Professor Richard Kitney is a bioengineer whose work focuses on applying engineering and physical science to biology and medicine through design, mathematical modelling and data analysis. Richard as published over 300 papers in the fields of synthetic biology, mathematical modelling, biomedical information systems, medical imaging and the general application of computers to healthcare. He is Founder and Chairman of Visbion Ltd, a biomedical IT company with over 400 systems in 10 countries. Richard’s achievements have been recognised by many academies including the Royal Academy of Engineering and the Royal Society of Medicine, and Richard was awarded an OBE for services to information Technology in Healthcare in 2001.
Professor Rene De Borst is a civil engineer who is known for his work on computational solid mechanics and computational fluid-structure interaction, applied to a wide range of problems in civil, mechanical and aerospace engineering. He joined the University of Sheffield in January 2016 after holding the Regius Chair of Civil Engineering and Mechanics at the University of Glasgow since 2012. Rene is the author of a book, has edited thirteen books and conference proceedings, and written over 200 journal papers and 30 book chapters. He has also supervised over fifty PhD students and two dozen post-docs, and twelve of his former students have become full professor.
Professor Robert McMeeking is a mechanical engineer and materials scientist holding professorships at the University of Aberdeen and the University of California, Santa Barbara, teaching mechanics of materials and computational methods. Previous appointments include Acting Assistant Professor of Applied Mechanics, Stanford Unviersity (1976-78); Assistant Professor of Theoretical and Applied mechanics, University of Illinois at Urbana-Champaign (1978-82); and Professor of Mechanical Engineering and Professor of Materials, University of California (1985 – Present). In 2005, Robert became a Fellow of the National Academy of Engineering and was awarded the Brown Engineering Alumni Medal by Brown University in 2007.
Professor Win Rampen is Founder and Chairman of Artemis Intelligent Power, an engineering company spun-out from work at the University of Edinburgh, where he currently holds the Chair of Energy Storage. Win has spent his career developing a new breed of efficient and controllable fluid power machines. The Digital Displacement® machines have been applied in large offshore wind turbines as well as off-road construction machinery. In 2014 he was awarded the I.MechE. Bramah Medal and received the Royal Academy of Engineering MacRobert Prize in 2015. He is a Fellow of both institutions and is also interested in grid-scale energy storage, using pumped heat technology.

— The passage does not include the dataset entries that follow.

//! The Anyfind searcher.
//!
//! This module orchestrates both sides of the engine:
//!
//! Adding a value:
//! 1. Append the value and its raw needle (deduplicated by fingerprint)
//! 2. Run every encoder over every needle up to `max_encode_layers`,
//!    deduplicating encoded forms per recursion budget
//! 3. Admit the forms allowed by the terminal-layer policy into the
//!    needle set and keep the minimum needle length current
//!
//! Searching a haystack:
//! 1. Compute the effective minimum encoded length from the needle set
//!    and the compressing decoders
//! 2. Recursively decode sub-regions, racing decoder branches, until some
//!    decoded buffer contains a needle literally
//!
//! A searcher is add-only: values and needles are never mutated or
//! removed. After all `add_value` calls have settled, any number of
//! `find_value_in` calls may run concurrently.

use std::collections::{HashMap, HashSet};
use std::sync::{Arc, Mutex};

use thiserror::Error;

use crate::needle::{Needle, NeedleSet};
use crate::search::{find_impl, SearchContext};
use crate::transform::{default_transformers, Transformer};
use crate::{DEFAULT_MAX_DECODE_LAYERS, DEFAULT_MAX_ENCODE_LAYERS};

/// Contract violations on the searcher API.
#[derive(Error, Debug)]
pub enum SearcherError {
    /// Values must be non-empty byte buffers.
    #[error("Empty value: a value must contain at least one byte")]
    EmptyValue,

    /// `find_value_in` requires at least one prior `add_value`.
    #[error("No values added: call add_value before find_value_in")]
    NoValuesAdded,
}

/// Configuration for adding a value.
#[derive(Debug, Clone)]
pub struct AddConfig {
    /// Maximum number of encoding layers applied to the value, including
    /// the outermost one. `0` admits only the raw value.
    pub max_encode_layers: u32,
    /// Encoders to apply; `None` uses the searcher's transformer list.
    pub encoders: Option<Vec<Arc<dyn Transformer>>>,
    /// When true, only encoded forms whose outermost layer is
    /// non-reversible become needles. Reversible outer layers are
    /// redundant: the search engine can peel them off the haystack
    /// itself.
    pub end_with_non_reversible_layer: bool,
    /// Whether to output verbose information.
    pub verbose: bool,
}

impl Default for AddConfig {
    fn default() -> Self {
        Self {
            max_encode_layers: DEFAULT_MAX_ENCODE_LAYERS,
            encoders: None,
            end_with_non_reversible_layer: true,
            verbose: false,
        }
    }
}

/// Configuration for searching a haystack.
#[derive(Debug, Clone)]
pub struct FindConfig {
    /// Maximum number of decoding layers applied to the haystack.
    pub max_decode_layers: u32,
    /// Decoders to apply; `None` uses the searcher's reversible
    /// transformers.
    pub decoders: Option<Vec<Arc<dyn Transformer>>>,
    /// Whether to output verbose information.
    pub verbose: bool,
}

impl Default for FindConfig {
    fn default() -> Self {
        Self {
            max_decode_layers: DEFAULT_MAX_DECODE_LAYERS,
            decoders: None,
            verbose: false,
        }
    }
}

/// The searcher: a set of secret values, their pre-computed needles, and
/// the transformer library used on both sides.
#[derive(Debug)]
pub struct Searcher {
    transformers: Vec<Arc<dyn Transformer>>,
    values: Vec<Vec<u8>>,
    value_fingerprints: HashSet<u32>,
    needles: NeedleSet,
}

impl Searcher {
    /// Creates an empty searcher with the default transformer list.
    pub fn new() -> Self {
        Self::with_transformers(default_transformers())
    }

    /// Creates an empty searcher with a custom transformer list. The list
    /// is fixed for the searcher's lifetime.
    pub fn with_transformers(transformers: Vec<Arc<dyn Transformer>>) -> Self {
        Self {
            transformers,
            values: Vec::new(),
            value_fingerprints: HashSet::new(),
            needles: NeedleSet::new(),
        }
    }

    /// Convenience constructor: a default searcher with every given value
    /// added under the default [`AddConfig`].
    pub fn from_values<I, V>(values: I) -> Result<Self, SearcherError>
    where
        I: IntoIterator<Item = V>,
        V: AsRef<[u8]>,
    {
        let mut searcher = Self::new();
        for value in values {
            searcher.add_value(value.as_ref())?;
        }
        Ok(searcher)
    }

    /// Adds a secret value under the default configuration.
    pub fn add_value(&mut self, value: &[u8]) -> Result<(), SearcherError> {
        self.add_value_with_config(value, &AddConfig::default())
    }

    /// Adds a secret value, pre-computing its encoded needles.
    ///
    /// # Arguments
    /// * `value` - The secret bytes; must be non-empty
    /// * `config` - Encoding depth, encoder list and terminal-layer policy
    pub fn add_value_with_config(
        &mut self,
        value: &[u8],
        config: &AddConfig,
    ) -> Result<(), SearcherError> {
        if value.is_empty() {
            return Err(SearcherError::EmptyValue);
        }

        if self.value_fingerprints.insert(crc32fast::hash(value)) {
            self.values.push(value.to_vec());
        }

        let root = Needle::new(value.to_vec(), Vec::new());
        self.needles.insert(root.clone());

        if config.max_encode_layers > 0 {
            let encoders = match &config.encoders {
                Some(encoders) => encoders.clone(),
                None => self.transformers.clone(),
            };
            let mut seen_at_layer = HashMap::new();
            self.add_encodings(
                &encoders,
                config.end_with_non_reversible_layer,
                &root,
                config.max_encode_layers - 1,
                &mut seen_at_layer,
            );
        }

        if config.verbose {
            eprintln!(
                "Added value ({} bytes): {} needle(s) total, min needle length {}",
                value.len(),
                self.needles.len(),
                self.needles.min_length()
            );
        }
        Ok(())
    }

    /// Applies every encoder to `needle`, admitting each distinct encoded
    /// form once per recursion budget, and recurses while budget remains.
    fn add_encodings(
        &mut self,
        encoders: &[Arc<dyn Transformer>],
        end_with_non_reversible: bool,
        needle: &Needle,
        max_extra_layers: u32,
        seen_at_layer: &mut HashMap<u32, u32>,
    ) {
        let mut admitted: Vec<Needle> = Vec::new();

        for encoder in encoders {
            // Out of budget for anything on top: a reversible layer here
            // could never be the required non-reversible outermost one.
            if max_extra_layers == 0 && end_with_non_reversible && encoder.reversible() {
                continue;
            }
            let Some(candidates) = encoder.encodings(&needle.buffer) else {
                continue;
            };

            for buffer in candidates {
                let fingerprint = crc32fast::hash(&buffer);
                // A form seen before is only worth revisiting if we now
                // have strictly more budget to expand beneath it.
                match seen_at_layer.get(&fingerprint) {
                    Some(&explored) if explored >= max_extra_layers => continue,
                    _ => {}
                }
                seen_at_layer.insert(fingerprint, max_extra_layers);

                let mut chain = Vec::with_capacity(needle.chain.len() + 1);
                chain.push(encoder.id());
                chain.extend(needle.chain.iter().cloned());
                let child = Needle::new(buffer, chain);

                if !end_with_non_reversible || !encoder.reversible() {
                    self.needles.insert(child.clone());
                }
                admitted.push(child);
            }
        }

        if max_extra_layers > 0 {
            for child in &admitted {
                self.add_encodings(
                    encoders,
                    end_with_non_reversible,
                    child,
                    max_extra_layers - 1,
                    seen_at_layer,
                );
            }
        }
    }

    /// Searches a haystack under the default configuration.
    pub async fn find_value_in(
        &self,
        haystack: &[u8],
    ) -> Result<Option<Vec<String>>, SearcherError> {
        self.find_value_in_with_config(haystack, &FindConfig::default())
            .await
    }

    /// Searches a haystack for any added value through decoder layers.
    ///
    /// # Arguments
    /// * `haystack` - The buffer to inspect
    /// * `config` - Decoding depth and decoder list
    ///
    /// # Returns
    /// The decoder chain (outermost first) explaining the match, composed
    /// with the matched needle's encoder chain; `Some(vec![])` for a
    /// literal hit; `None` if nothing is found within the layer budget.
    pub async fn find_value_in_with_config(
        &self,
        haystack: &[u8],
        config: &FindConfig,
    ) -> Result<Option<Vec<String>>, SearcherError> {
        if self.needles.is_empty() {
            return Err(SearcherError::NoValuesAdded);
        }

        let decoders: Vec<Arc<dyn Transformer>> = match &config.decoders {
            Some(decoders) => decoders.clone(),
            None => self
                .transformers
                .iter()
                .filter(|transformer| transformer.reversible())
                .cloned()
                .collect(),
        };
        let min_len = self.min_encoded_length(&decoders);

        if config.verbose {
            eprintln!(
                "Searching {} bytes: {} needle(s), {} decoder(s), min encoded length {}",
                haystack.len(),
                self.needles.len(),
                decoders.len(),
                min_len
            );
        }

        let context = SearchContext {
            needles: self.needles.as_slice(),
            decoders: &decoders,
            min_len,
            seen_at_layer: Mutex::new(HashMap::new()),
            verbose: config.verbose,
        };
        Ok(find_impl(&context, haystack, config.max_decode_layers).await)
    }

    /// The heuristic lower bound handed to every decoder: no needle and no
    /// compressed form of a value can be shorter than this.
    fn min_encoded_length(&self, decoders: &[Arc<dyn Transformer>]) -> usize {
        let mut min_len = self.needles.min_length();
        for decoder in decoders {
            for value in &self.values {
                if let Some(compressed) = decoder.compressed_length(value) {
                    min_len = min_len.min(compressed);
                }
            }
        }
        min_len
    }

    /// The added values, in insertion order.
    pub fn values(&self) -> &[Vec<u8>] {
        &self.values
    }

    /// The pre-computed needles, in insertion order.
    pub fn needles(&self) -> &[Needle] {
        self.needles.as_slice()
    }

    /// The searcher's transformer list.
    pub fn transformers(&self) -> &[Arc<dyn Transformer>] {
        &self.transformers
    }
}

impl Default for Searcher {
    fn default() -> Self {
        Self::new()
    }
}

Professor Rebecca Lunn’s research is in engineering geosciences, with a particular focus on energy. In 2011, she became the first woman and the first engineer to be awarded the Geological Society’s Aberconway Medal. She has been a member of the Committee for Radioactive Waste Management since 2008 which advices the UK Government on radioactive waste disposal. Lunn’s research interests include: development of subsurface monitoring technologies; design of non-cementitious grouts for ground and rock-fracture sealing; modelling subsurface hydro-mechanics; and improving public and government understanding of science to enable a more-informed debate on the UK’s and Scotland’s energy future.
John Archer was Principal and Vice-Chancellor of Heriot-Watt University from January 1997 until his retirement in July 2006. During Principal Archer’s tenure the University grew substantially with overall student numbers increasing by a third including a doubling of the number of postgraduate students. At the same time Heriot-Watt made considerable advances in research, became recognised as Scotland’s most international university with around thirty per cent of on-campus students from outside the UK, and achieved unparalleled numbers of off-campus students studying Heriot-Watt programmes in well over 100 countries.
Bill Cormie achieved great distinction in a broad range of activities, professionally and through his contributions to the community. His achievements were matched by a balanced and engaging but modest personality that made him many friends and admirers. He was the eldest of four children, from a family with a craftsmanship background. His father, James, was a foreman iron turner, and this may have influenced his choice of a career in civil engineering. After Dumbarton Academy he entered the faculty of engineering at the University of Glasgow and graduated with first-class honours in civil engineering in 1937. He financed his studies by lecturing part-time at Stow College.